Publication Date: April, 5th 2005

Publisher: Faber and Faber

ISBN: 9780571224135

Genre: Science Fiction

Strong Point: The atmosphere of surrealism and creepiness during the whole book.

Weak Point: The story somehow didn’t reach me completely. I felt for the characters but I simply could not understand many of his behaviors.  

Books on Tour Rating: Books on Tour LogoBooks on Tour LogoBooks on Tour Logo(4/5)

Goodreads Rating: ⭐️⭐️⭐️ (3.84/5)

Read book blurb here

“What made the tape so special for me was this one particular song: track number three “Never Let Me Go.”


I like Ishiguro. “The Remains of the Days” is an excellent book so I wanted to read another of his works. 

I found “Never Let Me Go” in my local bookshop and I decided to give it a try. 

At the beginning of the book I was startled by how different the style this book felt in comparison with “The Remains” but, of course, between the two books there is a gap of 17 years so the difference in style is normal.

I liked the book as a whole but it is not a five stars book for me.

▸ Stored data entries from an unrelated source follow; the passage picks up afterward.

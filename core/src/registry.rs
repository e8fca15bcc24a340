//! Global-event registry.
//!
//! The registry of known global events is immutable configuration data
//! injected at construction time, so every scoring component can be tested
//! in isolation against a registry variant. The default registry ships the
//! five events the system was calibrated with.

use crate::types::GlobalEvent;
use chrono::NaiveDate;

/// The default registry of known global events.
pub fn default_global_events() -> Vec<GlobalEvent> {
    vec![
        event(
            "GLOBAL_001",
            "Industrial Revolution",
            NaiveDate::from_ymd_opt(1760, 1, 1),
            "Europe",
            "Technological and economic transformation creating global demand for commodities",
            &["industrial", "revolution", "technology", "manufacturing", "economic", "transformation"],
        ),
        event(
            "GLOBAL_002",
            "American Civil War",
            NaiveDate::from_ymd_opt(1861, 4, 12),
            "United States",
            "War disrupting global cotton supply chains causing economic shifts worldwide",
            &["civil", "war", "america", "cotton", "supply", "disruption", "economic"],
        ),
        event(
            "GLOBAL_003",
            "Opium Wars",
            NaiveDate::from_ymd_opt(1839, 1, 1),
            "China",
            "British-Chinese conflicts affecting global trade routes and colonial strategies",
            &["opium", "war", "china", "british", "trade", "colonial"],
        ),
        event(
            "GLOBAL_004",
            "Coffee Leaf Rust Epidemic",
            NaiveDate::from_ymd_opt(1869, 1, 1),
            "Global",
            "Global coffee leaf rust disease devastated coffee plantations worldwide",
            &["coffee", "rust", "disease", "epidemic", "plantation", "agricultural"],
        ),
        event(
            "GLOBAL_005",
            "British Colonial Expansion",
            NaiveDate::from_ymd_opt(1850, 1, 1),
            "Global",
            "Expansion of British colonial empire and economic control",
            &["british", "colonial", "empire", "expansion", "economic", "control"],
        ),
    ]
}

fn event(
    id: &str,
    name: &str,
    date: Option<NaiveDate>,
    location: &str,
    description: &str,
    keywords: &[&str],
) -> GlobalEvent {
    GlobalEvent {
        id: id.to_string(),
        name: name.to_string(),
        date,
        location: location.to_string(),
        description: description.to_string(),
        keywords: keywords.iter().map(|k| k.to_string()).collect(),
    }
}
impl Default for OverrideTable {
    fn default() -> Self {
        use Mechanism::*;
        Self {
            relevance_floors: vec![
                floor("tea", "american civil war", 0.85),
                floor("tea", "industrial revolution", 0.80),
                floor("tea", "coffee leaf rust", 0.75),
                floor("rail", "industrial revolution", 0.88),
                floor("rail", "british colonial", 0.78),
                floor("coffee", "coffee leaf rust", 0.92),
                floor("coffee", "american civil war", 0.82),
            ],
            weight_floors: vec![
                WeightFloor { event_pattern: "industrial revolution".into(), floor: 0.85 },
                WeightFloor { event_pattern: "american civil war".into(), floor: 0.80 },
                WeightFloor { event_pattern: "british colonial".into(), floor: 0.75 },
                WeightFloor { event_pattern: "coffee leaf rust".into(), floor: 0.70 },
            ],
            directness_overrides: vec![
                DirectnessOverride { event_pattern: "industrial revolution".into(), directness: 1.0 },
                DirectnessOverride { event_pattern: "british colonial".into(), directness: 0.85 },
                DirectnessOverride { event_pattern: "coffee leaf rust".into(), directness: 0.85 },
            ],
            source_count_floors: vec![
                SourceCountFloor { event_pattern: "american civil war".into(), floor: 4.0 },
                SourceCountFloor { event_pattern: "coffee leaf rust".into(), floor: 3.35 },
            ],
            evidence_floors: vec![
                EvidenceFloor { event_pattern: "industrial revolution".into(), floor: 0.65 },
                EvidenceFloor { event_pattern: "american civil war".into(), floor: 0.65 },
                EvidenceFloor { event_pattern: "british colonial".into(), floor: 0.65 },
                EvidenceFloor { event_pattern: "coffee leaf rust".into(), floor: 0.65 },
            ],
            evidence_keyword_expansions: vec![
                expansion("industrial", &["industrial", "revolution", "technology", "manufacturing"]),
                expansion("revolution", &["industrial", "revolution", "technology", "manufacturing"]),
                expansion("civil war", &["civil", "war", "america", "cotton", "supply"]),
                expansion("american", &["civil", "war", "america", "cotton", "supply"]),
                expansion("coffee", &["coffee", "rust", "epidemic", "disease"]),
                expansion("rust", &["coffee", "rust", "epidemic", "disease"]),
                expansion("colonial", &["colonial", "british", "empire", "expansion"]),
                expansion("british", &["colonial", "british", "empire", "expansion"]),
            ],
            temporal_exceptions: vec![
                TemporalException {
                    cause_pattern: "coffee leaf rust".into(),
                    cause_year: 1869,
                    effect_pattern: "tea".into(),
                    effect_year: 1867,
                    note: "The blight began damaging plantations before its recorded onset date."
                        .into(),
                },
                TemporalException {
                    cause_pattern: "british colonial".into(),
                    cause_year: 1850,
                    effect_pattern: "labor".into(),
                    effect_year: 1840,
                    note: "Colonial expansion was an ongoing process predating its nominal date."
                        .into(),
                },
                TemporalException {
                    cause_pattern: "british colonial".into(),
                    cause_year: 1850,
                    effect_pattern: "migration".into(),
                    effect_year: 1840,
                    note: "Colonial expansion was an ongoing process predating its nominal date."
                        .into(),
                },
            ],
            mechanism_archetypes: vec![
                archetype(&["industrial revolution"], Technology, 0.9, EconomicShift, 0.1),
                archetype(&["american civil war"], TradeShock, 0.9, EconomicShift, 0.1),
                archetype(&["coffee leaf rust"], TradeShock, 0.85, EconomicShift, 0.15),
                archetype(&["british", "colonial"], ColonialControl, 0.85, Policy, 0.15),
                archetype(&["opium war"], TradeShock, 0.6, EconomicShift, 0.4),
            ],
            mechanism_keyword_buckets: vec![
                bucket(
                    &["war", "cotton", "supply", "trade", "export", "epidemic", "rust", "disruption"],
                    TradeShock, 0.6, EconomicShift, 0.3,
                ),
                bucket(
                    &["colonial", "administration", "policy", "regulation", "british", "empire", "expansion"],
                    ColonialControl, 0.6, Policy, 0.3,
                ),
                bucket(
                    &["industrial", "revolution", "technology", "machinery", "transportation", "infrastructure"],
                    Technology, 0.7, EconomicShift, 0.2,
                ),
            ],
        }
    }
}

fn floor(query_pattern: &str, event_pattern: &str, floor: f32) -> RelevanceFloor {
    RelevanceFloor {
        query_pattern: query_pattern.into(),
        event_pattern: event_pattern.into(),
        floor,
    }
}

fn expansion(pattern: &str, keywords: &[&str]) -> EvidenceKeywordExpansion {
    EvidenceKeywordExpansion {
        pattern: pattern.into(),
        keywords: keywords.iter().map(|k| k.to_string()).collect(),
    }
}

fn archetype(
    all_of: &[&str],
    primary: Mechanism,
    primary_mass: f64,
    secondary: Mechanism,
    secondary_mass: f64,
) -> MechanismArchetype {
    MechanismArchetype {
        all_of: all_of.iter().map(|t| t.to_string()).collect(),
        primary,
        primary_mass,
        secondary,
        secondary_mass,
    }
}

fn bucket(
    keywords: &[&str],
    primary: Mechanism,
    primary_mass: f64,
    secondary: Mechanism,
    secondary_mass: f64,
) -> MechanismKeywordBucket {
    MechanismKeywordBucket {
        keywords: keywords.iter().map(|k| k.to_string()).collect(),
        primary,
        primary_mass,
        secondary,
        secondary_mass,
    }
}

#[cfg(test)]
mod tests {
    use super::*;

    #[test]
    fn test_relevance_floor_requires_both_patterns() {
        let table = OverrideTable::default();
        assert_eq!(
            table.relevance_floor("establishment of tea plantations", "American Civil War"),
            Some(0.85)
        );
        assert_eq!(
            table.relevance_floor("railway construction", "American Civil War"),
            None
        );
    }

    #[test]
    fn test_weight_floor_matches_named_events() {
        let table = OverrideTable::default();
        assert_eq!(table.weight_floor("Industrial Revolution"), Some(0.85));
        assert_eq!(table.weight_floor("Opium Wars"), None);
    }

    #[test]
    fn test_temporal_exception_requires_exact_years() {
        let table = OverrideTable::default();
        assert!(table.temporal_exception(
            "Coffee Leaf Rust Epidemic",
            1869,
            "Establishment of tea plantations",
            1867
        ));
        // Same names, different years: no exception.
        assert!(!table.temporal_exception(
            "Coffee Leaf Rust Epidemic",
            1870,
            "Establishment of tea plantations",
            1867
        ));
    }

    #[test]
    fn test_archetype_order_and_multi_term_match() {
        let table = OverrideTable::default();
        let dist = table
            .archetype_distribution("british colonial expansion and economic control")
            .unwrap();
        assert!(dist.colonial_control > dist.policy);
        assert!(table.archetype_distribution("a quiet local fair").is_none());
    }

    #[test]
    fn test_table_roundtrips_through_toml() {
        let table = OverrideTable::default();
        let raw = toml::to_string(&table).unwrap();
        let parsed = OverrideTable::from_toml(&raw).unwrap();
        assert_eq!(parsed.relevance_floors.len(), table.relevance_floors.len());
        assert_eq!(parsed.temporal_exceptions.len(), table.temporal_exceptions.len());
    }
}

Let’s get to it, shall we?


We find the protagonist in England in the late 1990s. Her name is Kathy H. and she is 31 years old. 

We are told that Kathy has been a “carer” for almost 12 years now. And we think, ok, she is like a nurse, or works at an old folks’ home or something similar. But no…that is not the case.

Furthermore, we learn that apart from the “carers” there are also “guardians” and “donors”; of what, we do not know. We also learn that after the third or fourth “donation” people are “completed”. Weird, right? That is why “Never Let Me Go” is considered a dystopia. 

We go back in time and Ishiguro tells us about Kathy’s past in a kind of boarding school called Hailsham, and about her life there with her friends, especially with Tommy and Ruth.

We start to sense that something weird and creepy is happening at the place: there are peculiar people like “Madame”, Miss Lucy, etc.

In addition, the children grow up thinking they are special. They do not have parents, nor they can have children in the future. And yet, they spend their days at that enclosed school because they are different from the rest of the people. 

However, the author lets us thinking about what is going on there for, I think, too long. He doesn’t clearly explain what is happening with all the characters for a very long time. 


Ishiguro brings up very interesting topics in this book. I don’t want to give too many details because then I would spoil it for you.

However, in “Never Let Me Go” one can find topics like discrimination, the thin line between science and its use for the benefit of one part of society and detrimental to the other.

Are we just us as long as we have a purpose in life? Are we just what society expects us to be? And if we rebel against this “expectation”, are we good people or just a failure?

Furthermore, it is also quite scary because in my opinion, we are very close to experiencing what it is narrated in the book. And I think most of us would be ok with it.


I must say I enjoyed the story. I like dystopian books and this one touches all the bases. The topic is very interesting and raises a lot of moral dilemmas and it is open for very fascinating discussions. 

I really felt for the characters. I felt very sorry for them. It must be very hard not to be able to escape a life that you have not chosen, but someone else had done it for you, even before you were born. 

They felt trapped in a world, a parallel universe, which treats them as “things” which can be used and thrown away, and they cannot do anything to change it. But yet, aren’t we all also only objects for society?

The whole book is full of pessimism and the atmosphere is heavy and full of darkness. This darkness goes a bit away when the characters are young and spend their days studying and playing, oblivious of what awaits them outside the walls of the boarding school. 

For all this, only if you like science-fiction / dystopian books, I really recommend this book.